Requirement: Your output should be the lines of the entries below, exactly, from the first one through the line that holds "single path component.".

(Collected data entries)
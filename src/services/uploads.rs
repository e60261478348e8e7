use std::path::Path;

use chrono::Utc;
use tokio::fs;

use crate::{
    dto::products::UploadedImage,
    error::{AppError, AppResult},
};

/// URL prefix under which `UPLOAD_DIR` is served.
pub const UPLOADS_URL_PREFIX: &str = "/uploads";

/// Reduces a client-supplied file name to a safe single path component.
pub fn sanitize_file_name(original: &str) -> String {
    let base = original.rsplit(['/', '\\']).next().unwrap_or_default();
    let cleaned: String = base
        .trim()
        .chars()
        .map(|c| {
            if c.is_ascii_alphanumeric() || matches!(c, '.' | '-' | '_') {
                c
            } else {
                '-'
            }
        })
        .collect();
    let cleaned = cleaned.trim_start_matches('.').to_string();
    if cleaned.is_empty() {
        "image".to_string()
    } else {
        cleaned
    }
}

/// Stores an uploaded product image and returns the URL path it is served from.
pub async fn save_image(upload_dir: &Path, image: UploadedImage) -> AppResult<String> {
    if !image.content_type.starts_with("image/") {
        return Err(AppError::bad_request(format!(
            "unsupported image type '{}'",
            image.content_type
        )));
    }
    if image.bytes.is_empty() {
        return Err(AppError::bad_request("uploaded image is empty"));
    }

    fs::create_dir_all(upload_dir)
        .await
        .map_err(|e| AppError::Internal(e.into()))?;

    let file_name = format!(
        "{}-{}",
        Utc::now().timestamp_millis(),
        sanitize_file_name(&image.file_name)
    );
    fs::write(upload_dir.join(&file_name), &image.bytes)
        .await
        .map_err(|e| AppError::Internal(e.into()))?;

    tracing::debug!(file = %file_name, bytes = image.bytes.len(), "product image stored");
    Ok(format!("{UPLOADS_URL_PREFIX}/{file_name}"))
}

Your response:
filename src/services/uploads.rs
repository e60261478348e8e7
use std::path::Path;

use chrono::Utc;
use tokio::fs;

use crate::{
    dto::products::UploadedImage,
    error::{AppError, AppResult},
};

/// URL prefix under which `UPLOAD_DIR` is served.
pub const UPLOADS_URL_PREFIX: &str = "/uploads";

/// Reduces a client-supplied file name to a safe single path component.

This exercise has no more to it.